For several reasons, Athens-Clarke County is not as persuasive as it might be. A "plausible prerequisite" is simply not the same thing as something that is "necessarily implied." Moreover, Athens-Clarke County describes the right to charge a fee as merely "implicit," and not as a right that arises by "necessary implication." The latter term is more restrictive than the former.

Other cases, in which the precise issue presented here is not the primary point of the decision, do recognize that municipalities may charge a fee for granting a franchise because a franchise is the grant of a right to use public property for the utility's own purpose. See City of Albuquerque v. New Mexico Pub. Serv. Comm'n, 115 N.M. 521, 854 P.2d 348, 360 (1993) (discussing the distinction between the right to charge a franchise fee and the right to determine utility rates); City of Little Rock v. AT & T Communications of the Southwest, Inc., 318 Ark. 616, 888 S.W.2d 290, 292 (1994) (franchise fees are rental payments for use of municipal right-of-way); Berea College Util. v. City of Berea, 691 S.W.2d 235, 237 (Ky.App. 1985) (franchise fee is rental for the use of city streets). Arizona law is in accord with this concept of the franchise as a grant of the right to use public property in a special and exclusive way. See Northeast Rapid Transit Co. v. City of Phoenix, 41 Ariz. 71, 82, 15 P.2d 951, 956 (1932). A franchise being akin to a lease, it arguably follows that a county should be able to charge rent as consideration for the use allowed. None of these cases, however, deals with or, even mentions, the term "necessary implication." Given that the County's power to grant a franchise would not exist but for A.R.S. section 40-283, we believe that all power relating to the issuance of franchises must flow from that statute. None of the cases referred to above considers the question that is at the heart of this case. None was decided in the face of a law as restrictive as Arizona's.

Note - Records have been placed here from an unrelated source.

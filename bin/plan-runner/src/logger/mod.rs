use plan_executor_config::log::{LogFormat, LoggingConfig};
use tracing_subscriber::{
    fmt::{self, format::FmtSpan, time::UtcTime},
    layer::SubscriberExt,
    util::SubscriberInitExt,
    EnvFilter, Layer, Registry,
};

pub fn configure_logging(config: &LoggingConfig) {
    let timer = UtcTime::rfc_3339();
    // RUST_LOG wins over the configured filter.
    let filter = EnvFilter::try_from_default_env()
        .unwrap_or_else(|_| EnvFilter::new(config.env_filter_str()));

    // Logs go to stderr, stdout carries the execution result.
    let layer = match config.format {
        LogFormat::PrettyTree => tracing_tree::HierarchicalLayer::new(2)
            .with_bracketed_fields(true)
            .with_deferred_spans(false)
            .with_wraparound(25)
            .with_indent_lines(true)
            .with_timer(tracing_tree::time::Uptime::default())
            .with_thread_names(false)
            .with_thread_ids(false)
            .with_targets(false)
            .boxed(),
        LogFormat::Json => fmt::Layer::<Registry>::default()
            .json()
            .with_writer(std::io::stderr)
            .with_timer(timer)
            .with_span_events(FmtSpan::CLOSE)
            .boxed(),
        LogFormat::PrettyCompact => fmt::Layer::<Registry>::default()
            .compact()
            .with_writer(std::io::stderr)
            .with_timer(timer)
            .with_span_events(FmtSpan::CLOSE)
            .boxed(),
    };

    let registry = tracing_subscriber::registry();
    let registry = registry.with(layer.boxed()).with(filter.boxed());
    registry.init();
}
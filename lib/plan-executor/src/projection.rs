use std::collections::HashMap;

use graphql_parser::query::{
    Definition, Directive, Document, FragmentDefinition, OperationDefinition, Selection,
    SelectionSet, TypeCondition, Value as AstValue,
};
use serde_json::{Map, Value};
use tracing::{instrument, warn};

use crate::{response::merge::deep_merge, schema_metadata::SchemaMetadata, TYPENAME_FIELD};

struct ProjectionContext<'b, 'a> {
    fragments: HashMap<&'b str, &'b FragmentDefinition<'a, String>>,
    schema_metadata: &'b SchemaMetadata,
    variables: Option<&'b Map<String, Value>>,
}

/// Shapes the merged response tree after the client's operation.
///
/// Fields the operation didn't select are dropped, selected fields missing
/// from the tree become `null`. When the operation can't be found the tree is
/// returned untouched.
#[instrument(level = "debug", skip_all, name = "project_by_operation", fields(operation_name = ?operation_name))]
pub fn project_by_operation<'a>(
    data: Value,
    document: &Document<'a, String>,
    operation_name: Option<&str>,
    schema_metadata: &SchemaMetadata,
    variables: Option<&Map<String, Value>>,
) -> Value {
    let Some((root_type, selection_set)) = find_operation(document, operation_name, schema_metadata)
    else {
        warn!(
            "Operation {:?} not found in the document, response left unprojected",
            operation_name
        );
        return data;
    };

    let ctx = ProjectionContext {
        fragments: document
            .definitions
            .iter()
            .filter_map(|definition| match definition {
                Definition::Fragment(fragment) => Some((fragment.name.as_str(), fragment)),
                Definition::Operation(_) => None,
            })
            .collect(),
        schema_metadata,
        variables,
    };

    match data {
        Value::Object(root) => {
            let mut projected = Map::with_capacity(selection_set.items.len());
            project_selection_set(&root, None, &selection_set.items, root_type, &mut projected, &ctx);
            Value::Object(projected)
        }
        other => other,
    }
}

fn find_operation<'b, 'a>(
    document: &'b Document<'a, String>,
    operation_name: Option<&str>,
    schema_metadata: &'b SchemaMetadata,
) -> Option<(&'b str, &'b SelectionSet<'a, String>)> {
    let root_types = &schema_metadata.root_types;
    let mut operations = document
        .definitions
        .iter()
        .filter_map(|definition| match definition {
            Definition::Operation(operation) => Some(match operation {
                OperationDefinition::SelectionSet(selection_set) => {
                    (None, root_types.query.as_str(), selection_set)
                }
                OperationDefinition::Query(query) => (
                    query.name.as_deref(),
                    root_types.query.as_str(),
                    &query.selection_set,
                ),
                OperationDefinition::Mutation(mutation) => (
                    mutation.name.as_deref(),
                    root_types.mutation.as_str(),
                    &mutation.selection_set,
                ),
                OperationDefinition::Subscription(subscription) => (
                    subscription.name.as_deref(),
                    root_types.subscription.as_str(),
                    &subscription.selection_set,
                ),
            }),
            Definition::Fragment(_) => None,
        });

    match operation_name {
        Some(operation_name) => operations
            .find(|(name, _, _)| *name == Some(operation_name))
            .map(|(_, root_type, selection_set)| (root_type, selection_set)),
        None => {
            let (_, root_type, selection_set) = operations.next()?;
            // Without a name the document must hold exactly one operation.
            match operations.next() {
                Some(_) => None,
                None => Some((root_type, selection_set)),
            }
        }
    }
}

fn project_selection_set<'a>(
    source: &Map<String, Value>,
    object_type: Option<&str>,
    items: &[Selection<'a, String>],
    parent_type: &str,
    projected: &mut Map<String, Value>,
    ctx: &ProjectionContext<'_, 'a>,
) {
    for item in items {
        match item {
            Selection::Field(field) => {
                if !should_include(&field.directives, ctx.variables) {
                    continue;
                }
                let response_key = field.alias.as_deref().unwrap_or(&field.name);

                let value = if field.name == TYPENAME_FIELD {
                    match source.get(TYPENAME_FIELD) {
                        Some(Value::String(type_name)) => Value::String(type_name.clone()),
                        _ => Value::String(object_type.unwrap_or(parent_type).to_string()),
                    }
                } else if field.selection_set.items.is_empty() {
                    source.get(response_key).cloned().unwrap_or(Value::Null)
                } else {
                    let field_type = ctx
                        .schema_metadata
                        .field_type(object_type.unwrap_or(parent_type), &field.name)
                        .unwrap_or_default();
                    project_value(
                        source.get(response_key),
                        &field.selection_set.items,
                        field_type,
                        ctx,
                    )
                };

                match projected.get_mut(response_key) {
                    Some(existing) => deep_merge(existing, value),
                    None => {
                        projected.insert(response_key.to_string(), value);
                    }
                }
            }
            Selection::InlineFragment(inline_fragment) => {
                if !should_include(&inline_fragment.directives, ctx.variables) {
                    continue;
                }
                let applies = match &inline_fragment.type_condition {
                    Some(TypeCondition::On(type_condition)) => {
                        type_condition_applies(object_type, type_condition, ctx.schema_metadata)
                    }
                    None => true,
                };
                if applies {
                    project_selection_set(
                        source,
                        object_type,
                        &inline_fragment.selection_set.items,
                        parent_type,
                        projected,
                        ctx,
                    );
                }
            }
            Selection::FragmentSpread(fragment_spread) => {
                if !should_include(&fragment_spread.directives, ctx.variables) {
                    continue;
                }
                let Some(fragment) = ctx.fragments.get(fragment_spread.fragment_name.as_str()) else {
                    warn!("Fragment {} not found", fragment_spread.fragment_name);
                    continue;
                };
                let TypeCondition::On(type_condition) = &fragment.type_condition;
                if type_condition_applies(object_type, type_condition, ctx.schema_metadata) {
                    project_selection_set(
                        source,
                        object_type,
                        &fragment.selection_set.items,
                        parent_type,
                        projected,
                        ctx,
                    );
                }
            }
        }
    }
}

fn project_value<'a>(
    value: Option<&Value>,
    items: &[Selection<'a, String>],
    field_type: &str,
    ctx: &ProjectionContext<'_, 'a>,
) -> Value {
    match value {
        None | Some(Value::Null) => Value::Null,
        Some(Value::Array(list)) => Value::Array(
            list.iter()
                .map(|item| project_value(Some(item), items, field_type, ctx))
                .collect(),
        ),
        Some(Value::Object(source)) => {
            let object_type = source.get(TYPENAME_FIELD).and_then(Value::as_str);
            let mut projected = Map::with_capacity(items.len());
            project_selection_set(source, object_type, items, field_type, &mut projected, ctx);
            Value::Object(projected)
        }
        Some(scalar) => scalar.clone(),
    }
}

/// An object whose type isn't known matches every condition.
fn type_condition_applies(
    object_type: Option<&str>,
    type_condition: &str,
    schema_metadata: &SchemaMetadata,
) -> bool {
    match object_type {
        None => true,
        Some(object_type) => {
            schema_metadata.entity_satisfies_type_condition(object_type, type_condition)
        }
    }
}

fn should_include(directives: &[Directive<'_, String>], variables: Option<&Map<String, Value>>) -> bool {
    for directive in directives {
        let skip = match directive.name.as_str() {
            "skip" => true,
            "include" => false,
            _ => continue,
        };
        let condition = directive
            .arguments
            .iter()
            .find(|(name, _)| name == "if")
            .map(|(_, value)| match value {
                AstValue::Boolean(b) => *b,
                AstValue::Variable(variable_name) => variables
                    .and_then(|v| v.get(variable_name))
                    .and_then(Value::as_bool)
                    .unwrap_or(false),
                _ => false,
            })
            .unwrap_or(false);
        if condition == skip {
            return false;
        }
    }
    true
}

Several secondary arguments the County raises merit comment. One, which is somewhat unclear, is that a franchise fee is simply a contract and the County can undoubtedly enter into contracts. This lacks merit because, as we have said, any right to charge a franchise fee must flow expressly, or by necessary implication, from the statute authorizing the counties to grant franchises.

The County argues that because Southwest for many years operated under a franchise agreement that called for the payment of a fee, and because more recently it *511 entered into negotiations concerning the franchise fee, it is estopped to deny the County's right to charge such a fee. This argument too, lacks merit. The fee called for by the original franchise agreement — a fee that was never collected — is not the subject of this action. The fact that Southwest negotiated the franchise fee that is in question here does not estop Southwest from asserting its position because it expressly reserved the right to challenge the basis for the fee.

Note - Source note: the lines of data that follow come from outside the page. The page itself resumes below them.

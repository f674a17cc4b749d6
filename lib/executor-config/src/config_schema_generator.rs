use std::io::Write;

use plan_executor_config::ExecutorConfig;
use schemars::generate::SchemaSettings;

pub fn main() -> Result<(), Box<dyn std::error::Error>> {
    let generator = SchemaSettings::draft2020_12()
        .with(|s| {
            s.inline_subschemas = true;
        })
        .into_generator();
    let schema = generator.into_root_schema_for::<ExecutorConfig>();
    let schema_str = serde_json::to_string_pretty(&schema)?;
    let args = std::env::args().collect::<Vec<String>>();

    match args.get(1) {
        Some(output_file) => {
            let mut file = std::fs::File::create(output_file)?;
            file.write_all(schema_str.as_bytes())?;

            println!("JSON Schema written to {}", output_file);
        }
        None => {
            println!("{}", schema_str);
        }
    }
    Ok(())
}
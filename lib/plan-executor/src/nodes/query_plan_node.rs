use futures::future::BoxFuture;

use crate::{
    execution_context::ExecutionContext, nodes::plan_node::ExecutablePlanNode, plan::QueryPlan,
};

pub trait ExecutableQueryPlanNode {
    fn execute<'a>(&'a self, ctx: &'a ExecutionContext<'_>) -> BoxFuture<'a, ()>;
}

impl ExecutableQueryPlanNode for QueryPlan {
    fn execute<'a>(&'a self, ctx: &'a ExecutionContext<'_>) -> BoxFuture<'a, ()> {
        match &self.node {
            Some(node) => node.execute(vec![], ctx),
            None => Box::pin(async {}),
        }
    }
}
use futures::future::BoxFuture;
use tracing::instrument;

use crate::{
    execution_context::ExecutionContext,
    nodes::plan_node::ExecutablePlanNode,
    plan::{FlattenNodePathSegment, SequenceNode},
};

pub trait ExecutableSequenceNode {
    fn execute<'a>(
        &'a self,
        path: Vec<FlattenNodePathSegment>,
        ctx: &'a ExecutionContext,
    ) -> BoxFuture<'a, ()>;
}

impl ExecutableSequenceNode for SequenceNode {
    #[instrument(level = "debug", skip_all, name = "SequenceNode::execute", fields(
         nodes_count = %self.nodes.len(),
         path = ?path
     ))]
    fn execute<'a>(
        &'a self,
        path: Vec<FlattenNodePathSegment>,
        ctx: &'a ExecutionContext<'_>,
    ) -> BoxFuture<'a, ()> {
        Box::pin(async move {
            // Each child sees everything its predecessors merged.
            for node in &self.nodes {
                node.execute(path.clone(), ctx).await;
            }
        })
    }
}
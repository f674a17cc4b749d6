use serde_json::{Map, Value};
use tokio::sync::Mutex;

use crate::response::graphql_error::{GraphQLError, DEFAULT_ERROR_CODE};

/// Errors gathered while a plan runs. Shared by every branch of the plan.
#[derive(Debug, Default)]
pub struct ErrorCollector {
    errors: Mutex<Vec<GraphQLError>>,
}

impl ErrorCollector {
    pub async fn push(&self, error: GraphQLError) {
        self.errors.lock().await.push(error);
    }

    pub async fn extend(&self, errors: impl IntoIterator<Item = GraphQLError>) {
        self.errors.lock().await.extend(errors);
    }

    pub fn into_inner(self) -> Vec<GraphQLError> {
        self.errors.into_inner()
    }
}

/// What a fetch sent, attached to every error it produces.
pub struct FetchErrorContext<'a> {
    pub service_name: &'a str,
    pub query: &'a str,
    pub variables: &'a Map<String, Value>,
}

impl FetchErrorContext<'_> {
    /// Adds `serviceName`, `query` and `variables` to the error's extensions.
    /// A `code` the service already set is kept.
    pub fn annotate(&self, mut error: GraphQLError, default_code: &str) -> GraphQLError {
        let extensions = error.extensions.get_or_insert_with(Map::new);
        if !extensions.get("code").is_some_and(Value::is_string) {
            extensions.insert("code".to_string(), Value::String(default_code.to_string()));
        }
        extensions.insert(
            "serviceName".to_string(),
            Value::String(self.service_name.to_string()),
        );
        extensions.insert("query".to_string(), Value::String(self.query.to_string()));
        extensions.insert(
            "variables".to_string(),
            Value::Object(self.variables.clone()),
        );
        error
    }

    pub fn annotate_all(&self, errors: Vec<GraphQLError>) -> Vec<GraphQLError> {
        errors
            .into_iter()
            .map(|error| self.annotate(error, DEFAULT_ERROR_CODE))
            .collect()
    }
}

#[cfg(test)]
mod tests {
    use super::*;
    use serde_json::json;

    #[tokio::test]
    async fn keeps_insertion_order() {
        let collector = ErrorCollector::default();
        collector.push("first".into()).await;
        collector
            .extend(vec!["second".into(), "third".into()])
            .await;
        let messages: Vec<String> = collector
            .into_inner()
            .into_iter()
            .map(|e: GraphQLError| e.message)
            .collect();
        assert_eq!(messages, vec!["first", "second", "third"]);
    }

    #[test]
    fn annotates_with_fetch_details() {
        let variables = json!({ "first": 2 }).as_object().cloned().unwrap();
        let context = FetchErrorContext {
            service_name: "reviews",
            query: "{ topReviews(first: $first) { body } }",
            variables: &variables,
        };
        let errors = context.annotate_all(vec![
            "plain".into(),
            serde_json::from_value(json!({
                "message": "denied",
                "extensions": { "code": "FORBIDDEN", "reason": "scope" }
            }))
            .unwrap(),
        ]);

        assert_eq!(errors[0].code(), Some("INTERNAL_SERVER_ERROR"));
        assert_eq!(errors[0].service_name(), Some("reviews"));
        assert_eq!(
            errors[0].extension("query"),
            Some(&json!("{ topReviews(first: $first) { body } }"))
        );
        assert_eq!(errors[0].extension("variables"), Some(&json!({ "first": 2 })));

        assert_eq!(errors[1].code(), Some("FORBIDDEN"));
        assert_eq!(errors[1].extension("reason"), Some(&json!("scope")));
    }
}
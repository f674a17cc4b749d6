use std::sync::{Arc, Mutex};

use async_trait::async_trait;
use serde_json::{Map, Value};

use crate::{
    execute_query_plan,
    execution_context::{OperationContext, RequestContext},
    execution_result::ExecutionResult,
    executors::{
        common::{SubgraphExecutionRequest, SubgraphExecutor},
        error::SubgraphExecutorError,
        map::SubgraphExecutorMap,
    },
    parsing::parse_operation,
    plan::QueryPlan,
    response::subgraph_response::SubgraphResponse,
    schema_metadata::SchemaMetadata,
    ExposeQueryPlanMode,
};

mod fixtures;

pub const SUPERGRAPH_SDL: &str = r#"
    type Query {
        me: User
        topReviews(first: Int): [Review]
        topProducts: [Product]
    }

    interface Node {
        id: ID!
    }

    type User implements Node {
        id: ID!
        name: String
        username: String
    }

    type Bot implements Node {
        id: ID!
    }

    type Review {
        id: ID!
        body: String
        author: User
    }

    type Product {
        upc: String!
        name: String
    }
"#;

/// A request as a mock subgraph saw it.
#[derive(Debug, Clone, PartialEq)]
pub struct RecordedRequest {
    pub query: String,
    pub variables: Option<Map<String, Value>>,
    pub representations: Option<Vec<Value>>,
}

pub type CallLog = Arc<Mutex<Vec<RecordedRequest>>>;

type Responder = dyn Fn(&SubgraphExecutionRequest<'_>) -> Result<SubgraphResponse, SubgraphExecutorError>
    + Send
    + Sync;

pub struct MockSubgraphExecutor {
    calls: CallLog,
    respond: Box<Responder>,
}

impl MockSubgraphExecutor {
    pub fn new<F>(respond: F) -> (Self, CallLog)
    where
        F: Fn(&SubgraphExecutionRequest<'_>) -> Result<SubgraphResponse, SubgraphExecutorError>
            + Send
            + Sync
            + 'static,
    {
        let calls = CallLog::default();
        (
            MockSubgraphExecutor {
                calls: calls.clone(),
                respond: Box::new(respond),
            },
            calls,
        )
    }

    /// A subgraph that always answers with `body`.
    pub fn responding(body: Value) -> (Self, CallLog) {
        Self::new(move |_| Ok(subgraph_response(body.clone())))
    }
}

#[async_trait]
impl SubgraphExecutor for MockSubgraphExecutor {
    async fn execute<'a>(
        &self,
        execution_request: SubgraphExecutionRequest<'a>,
    ) -> Result<SubgraphResponse, SubgraphExecutorError> {
        self.calls.lock().unwrap().push(RecordedRequest {
            query: execution_request.query.to_string(),
            variables: execution_request.variables.cloned(),
            representations: execution_request.representations.map(<[Value]>::to_vec),
        });
        (self.respond)(&execution_request)
    }
}

pub fn subgraph_response(body: Value) -> SubgraphResponse {
    serde_json::from_value(body).unwrap()
}

pub fn query_plan(plan: Value) -> QueryPlan {
    serde_json::from_value(plan).unwrap()
}

pub fn calls(log: &CallLog) -> Vec<RecordedRequest> {
    log.lock().unwrap().clone()
}

/// Runs `plan` the way a gateway would for `operation`.
pub async fn run(
    plan: &QueryPlan,
    subgraph_executor_map: &SubgraphExecutorMap,
    operation: Option<&str>,
    variables: Value,
    expose_query_plan: ExposeQueryPlanMode,
) -> ExecutionResult {
    let schema_metadata = SchemaMetadata::from_sdl(SUPERGRAPH_SDL).unwrap();
    let document = operation.map(|operation| parse_operation(operation).unwrap());
    let request_context = RequestContext {
        variables: variables.as_object().cloned(),
    };
    let operation_context = OperationContext {
        schema_metadata: &schema_metadata,
        document: document.as_ref(),
        operation_name: None,
    };
    execute_query_plan(
        plan,
        subgraph_executor_map,
        &request_context,
        &operation_context,
        expose_query_plan,
    )
    .await
}
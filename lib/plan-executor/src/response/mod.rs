pub mod graphql_error;
pub mod merge;
pub mod subgraph_response;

The judgment of the trial court is affirmed.

THOMPSON, P.J., and GRANT, J., concur.

NOTES

[1] Much of the County's opening brief is devoted to defending its right to charge a fee based on a percentage of Southwest's revenue. At oral argument on appeal, counsel for Southwest said that the sole position it is asserting is that the County is not entitled to charge a franchise fee at all. We take this as a concession that if Southwest failed on that point, the County would be entitled to base a franchise fee on Southwest's revenues.